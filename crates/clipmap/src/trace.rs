// trace.rs — Sweep and position queries against the collision model

use crate::math::{
    dot_product, square, vector_add, vector_compare, vector_length, vector_length_squared,
    vector_lerp, vector_ma, vector_negate, vector_normalize, vector_scale, vector_subtract,
    Vec3, VEC3_ORIGIN,
};
use crate::model::{
    BoxModel, Brush, BrushSide, ClipHandle, ClipMap, CollisionSurface, Leaf, Plane,
    SurfaceCollide, SurfaceType, CONTENTS_BODY, MAX_PATCH_PLANES,
};
use tracing::debug;

/// Contact planes are pushed off struck geometry by this much so that
/// follow-up traces started from an endpos do not re-collide immediately.
pub const SURFACE_CLIP_EPSILON: f32 = 0.125;

/// Swept spheres and cylinders are inflated by this much.
pub const RADIUS_EPSILON: f32 = 1.0;

const MAX_POSITION_LEAFS: usize = 1024;

// ============================================================
// Trace results and per-trace state
// ============================================================

/// Shape of the moving volume.
#[derive(Debug, Clone, Copy, PartialEq, Eq, Default)]
pub enum TraceType {
    #[default]
    Aabb,
    Capsule,
}

/// Capsule parameters: a sphere of `radius` swept between
/// `center - offset` and `center + offset`; `halfheight` is the full
/// half-extent along the capsule axis.
#[derive(Debug, Clone, Copy, Default)]
pub struct Sphere {
    pub radius: f32,
    pub halfheight: f32,
    pub offset: Vec3,
}

/// Result of a trace. `plane` is only meaningful when
/// `fraction < 1 && !allsolid`; only its normal and dist are filled in.
#[derive(Debug, Clone)]
pub struct Trace {
    pub allsolid: bool,
    pub startsolid: bool,
    pub fraction: f32,
    pub endpos: Vec3,
    pub plane: Plane,
    pub surface_flags: i32,
    pub contents: i32,
}

impl Default for Trace {
    fn default() -> Self {
        Self {
            allsolid: false,
            startsolid: false,
            fraction: 1.0,
            endpos: [0.0; 3],
            plane: Plane::default(),
            surface_flags: 0,
            contents: 0,
        }
    }
}

/// Per-thread trace scratch. The geometry tables are immutable and shared;
/// everything a trace mutates besides its own `TraceWork` lives here: the
/// checkcount stamps that keep a brush or surface from being tested twice
/// when it spans several leafs, the point-trace patch buffers, and the
/// statistics counters.
#[derive(Debug, Clone, Default)]
pub struct TraceContext {
    checkcount: u32,
    brush_checked: Vec<u32>,
    surface_checked: Vec<u32>,
    front_facing: Vec<bool>,
    intersection: Vec<f32>,

    pub c_traces: u32,
    pub c_brush_traces: u32,
    pub c_patch_traces: u32,
    pub c_trisoup_traces: u32,
}

impl TraceContext {
    pub fn new() -> Self {
        Self::default()
    }

    fn begin_trace(&mut self, cm: &ClipMap) {
        if self.brush_checked.len() < cm.brushes.len() {
            self.brush_checked.resize(cm.brushes.len(), 0);
        }
        if self.surface_checked.len() < cm.surfaces.len() {
            self.surface_checked.resize(cm.surfaces.len(), 0);
        }
        self.checkcount = self.checkcount.wrapping_add(1);
        self.c_traces += 1;
    }
}

/// Working state for one trace, stack-scoped to the query.
#[derive(Debug, Clone, Default)]
struct TraceWork {
    start: Vec3,
    end: Vec3,
    /// size[0] = mins, size[1] = maxs, made symmetric by the driver
    size: [Vec3; 2],
    /// offsets[signbits] = corner of the volume for plane sidedness tests
    offsets: [Vec3; 8],
    max_offset: f32,
    extents: Vec3,
    bounds: [Vec3; 2],
    model_origin: Vec3,
    contents: i32,
    skip_contents: i32,
    is_point: bool,
    trace_type: TraceType,
    sphere: Sphere,
    trace: Trace,
}

// ============================================================
// Basic math
// ============================================================

fn rotate_point(point: &mut Vec3, matrix: &[Vec3; 3]) {
    let tvec = *point;
    point[0] = dot_product(&matrix[0], &tvec);
    point[1] = dot_product(&matrix[1], &tvec);
    point[2] = dot_product(&matrix[2], &tvec);
}

fn transpose_matrix(matrix: &[Vec3; 3]) -> [Vec3; 3] {
    let mut transpose = [[0.0; 3]; 3];
    for i in 0..3 {
        for j in 0..3 {
            transpose[i][j] = matrix[j][i];
        }
    }
    transpose
}

/// Rotation matrix for Euler angles; the middle row is negated so the rows
/// form the engine's forward/left/up basis.
fn create_rotation_matrix(angles: &Vec3) -> [Vec3; 3] {
    let (forward, right, up) = crate::math::angle_vectors(angles);
    [forward, vector_negate(&right), up]
}

fn project_point_onto_vector(point: &Vec3, v_start: &Vec3, v_dir: &Vec3) -> Vec3 {
    let p_vec = vector_subtract(point, v_start);
    vector_ma(v_start, dot_product(&p_vec, v_dir), v_dir)
}

/// Squared distance from p to the segment [lp1, lp2] with direction `dir`.
fn distance_from_line_squared(p: &Vec3, lp1: &Vec3, lp2: &Vec3, dir: &Vec3) -> f32 {
    let proj = project_point_onto_vector(p, lp1, dir);
    for j in 0..3 {
        if (proj[j] > lp1[j] && proj[j] > lp2[j]) || (proj[j] < lp1[j] && proj[j] < lp2[j]) {
            let t = if (proj[j] - lp1[j]).abs() < (proj[j] - lp2[j]).abs() {
                vector_subtract(p, lp1)
            } else {
                vector_subtract(p, lp2)
            };
            return vector_length_squared(&t);
        }
    }
    vector_length_squared(&vector_subtract(p, &proj))
}

fn bounds_intersect(mins: &Vec3, maxs: &Vec3, mins2: &Vec3, maxs2: &Vec3) -> bool {
    !(maxs[0] < mins2[0] - SURFACE_CLIP_EPSILON
        || maxs[1] < mins2[1] - SURFACE_CLIP_EPSILON
        || maxs[2] < mins2[2] - SURFACE_CLIP_EPSILON
        || mins[0] > maxs2[0] + SURFACE_CLIP_EPSILON
        || mins[1] > maxs2[1] + SURFACE_CLIP_EPSILON
        || mins[2] > maxs2[2] + SURFACE_CLIP_EPSILON)
}

// ============================================================
// Position testing
// ============================================================

fn test_box_in_brush(tw: &mut TraceWork, brush: &Brush, sides: &[BrushSide], planes: &[Plane]) {
    if sides.is_empty() {
        return;
    }

    // special test for axial: the first six brush planes are always axial
    // and are fully covered by the bounds reject
    if tw.bounds[0][0] > brush.bounds[1][0]
        || tw.bounds[0][1] > brush.bounds[1][1]
        || tw.bounds[0][2] > brush.bounds[1][2]
        || tw.bounds[1][0] < brush.bounds[0][0]
        || tw.bounds[1][1] < brush.bounds[0][1]
        || tw.bounds[1][2] < brush.bounds[0][2]
    {
        return;
    }

    if tw.trace_type == TraceType::Capsule {
        for side in sides.iter().skip(6) {
            let plane = &planes[side.plane_idx];

            // adjust the plane distance appropriately for radius
            let dist = plane.dist + tw.sphere.radius;
            // find the closest point on the capsule to the plane
            let t = dot_product(&plane.normal, &tw.sphere.offset);
            let startp = if t > 0.0 {
                vector_subtract(&tw.start, &tw.sphere.offset)
            } else {
                vector_add(&tw.start, &tw.sphere.offset)
            };

            // if completely in front of face, no intersection
            if dot_product(&startp, &plane.normal) - dist > 0.0 {
                return;
            }
        }
    } else {
        for side in sides.iter().skip(6) {
            let plane = &planes[side.plane_idx];

            // adjust the plane distance appropriately for mins/maxs
            let dist = plane.dist
                - dot_product(&tw.offsets[plane.signbits as usize], &plane.normal);

            if dot_product(&tw.start, &plane.normal) - dist > 0.0 {
                return;
            }
        }
    }

    // inside this brush
    tw.trace.startsolid = true;
    tw.trace.allsolid = true;
    tw.trace.fraction = 0.0;
    tw.trace.contents = brush.contents;
}

fn position_test_in_surface_collide(tw: &TraceWork, sc: &SurfaceCollide) -> bool {
    if tw.is_point {
        return false;
    }

    'facets: for facet in &sc.facets {
        let pp = &sc.planes[facet.surface_plane];
        let mut normal = pp.normal;
        let mut dist = pp.dist;
        let startp;

        if tw.trace_type == TraceType::Capsule {
            dist += tw.sphere.radius;
            let t = dot_product(&normal, &tw.sphere.offset);
            startp = if t > 0.0 {
                vector_subtract(&tw.start, &tw.sphere.offset)
            } else {
                vector_add(&tw.start, &tw.sphere.offset)
            };
        } else {
            dist -= dot_product(&tw.offsets[pp.signbits as usize], &normal);
            startp = tw.start;
        }

        if dot_product(&normal, &startp) - dist > 0.0 {
            continue;
        }

        for j in 0..facet.num_borders() {
            let bp = &sc.planes[facet.border_planes[j]];
            if facet.border_inward[j] {
                normal = vector_negate(&bp.normal);
                dist = -bp.dist;
            } else {
                normal = bp.normal;
                dist = bp.dist;
            }

            let startp = if tw.trace_type == TraceType::Capsule {
                dist += tw.sphere.radius;
                let t = dot_product(&normal, &tw.sphere.offset);
                if t > 0.0 {
                    vector_subtract(&tw.start, &tw.sphere.offset)
                } else {
                    vector_add(&tw.start, &tw.sphere.offset)
                }
            } else {
                // works even though the plane might be flipped because the
                // box is centered
                let offset = dot_product(&tw.offsets[bp.signbits as usize], &normal);
                dist += offset.abs();
                tw.start
            };

            if dot_product(&normal, &startp) - dist > 0.0 {
                continue 'facets;
            }
        }

        // inside this patch facet
        return true;
    }

    false
}

// ============================================================
// Brush sweeps
// ============================================================

/// Clips the working volume's path against one convex brush, keeping the
/// latest entry and the earliest exit across all sides.
fn trace_through_brush(
    tw: &mut TraceWork,
    ctx: &mut TraceContext,
    brush: &Brush,
    sides: &[BrushSide],
    planes: &[Plane],
) {
    if sides.is_empty() {
        return;
    }

    ctx.c_brush_traces += 1;

    let mut enter_frac = -1.0f32;
    let mut leave_frac = 1.0f32;
    let mut getout = false;
    let mut startout = false;
    let mut clip_plane: Option<Plane> = None;
    let mut lead_side_flags = 0;

    for side in sides {
        let plane = &planes[side.plane_idx];

        let (d1, d2);
        if tw.trace_type == TraceType::Capsule {
            // adjust the plane distance appropriately for radius
            let dist = plane.dist + tw.sphere.radius;

            // find the closest point on the capsule to the plane
            let t = dot_product(&plane.normal, &tw.sphere.offset);
            let (startp, endp) = if t > 0.0 {
                (
                    vector_subtract(&tw.start, &tw.sphere.offset),
                    vector_subtract(&tw.end, &tw.sphere.offset),
                )
            } else {
                (
                    vector_add(&tw.start, &tw.sphere.offset),
                    vector_add(&tw.end, &tw.sphere.offset),
                )
            };

            d1 = dot_product(&startp, &plane.normal) - dist;
            d2 = dot_product(&endp, &plane.normal) - dist;
        } else {
            // adjust the plane distance appropriately for mins/maxs
            let dist = plane.dist
                - dot_product(&tw.offsets[plane.signbits as usize], &plane.normal);

            d1 = dot_product(&tw.start, &plane.normal) - dist;
            d2 = dot_product(&tw.end, &plane.normal) - dist;
        }

        if d2 > 0.0 {
            getout = true; // endpoint is not in solid
        }
        if d1 > 0.0 {
            startout = true;
        }

        // if completely in front of face, no intersection with the entire brush
        if d1 > 0.0 && (d2 >= SURFACE_CLIP_EPSILON || d2 >= d1) {
            return;
        }

        // if it doesn't cross the plane, the plane isn't relevant
        if d1 <= 0.0 && d2 <= 0.0 {
            continue;
        }

        if d1 > d2 {
            // enter
            let mut f = (d1 - SURFACE_CLIP_EPSILON) / (d1 - d2);
            if f < 0.0 {
                f = 0.0;
            }
            if f > enter_frac {
                enter_frac = f;
                clip_plane = Some(*plane);
                lead_side_flags = side.surface_flags;
            }
        } else {
            // leave
            let mut f = (d1 + SURFACE_CLIP_EPSILON) / (d1 - d2);
            if f > 1.0 {
                f = 1.0;
            }
            if f < leave_frac {
                leave_frac = f;
            }
        }
    }

    if !startout {
        // original point was inside brush
        tw.trace.startsolid = true;
        if !getout {
            tw.trace.allsolid = true;
            tw.trace.fraction = 0.0;
            tw.trace.contents = brush.contents;
        }
        return;
    }

    if enter_frac < leave_frac && enter_frac > -1.0 && enter_frac < tw.trace.fraction {
        if enter_frac < 0.0 {
            enter_frac = 0.0;
        }
        if let Some(plane) = clip_plane {
            tw.trace.fraction = enter_frac;
            tw.trace.plane.normal = plane.normal;
            tw.trace.plane.dist = plane.dist;
            tw.trace.surface_flags = lead_side_flags;
            tw.trace.contents = brush.contents;
        }
    }
}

Task to complete. Where the word "impl" appears in a line of the entries, copy that line.

Exercise answer.
impl Default for Trace {
impl TraceContext {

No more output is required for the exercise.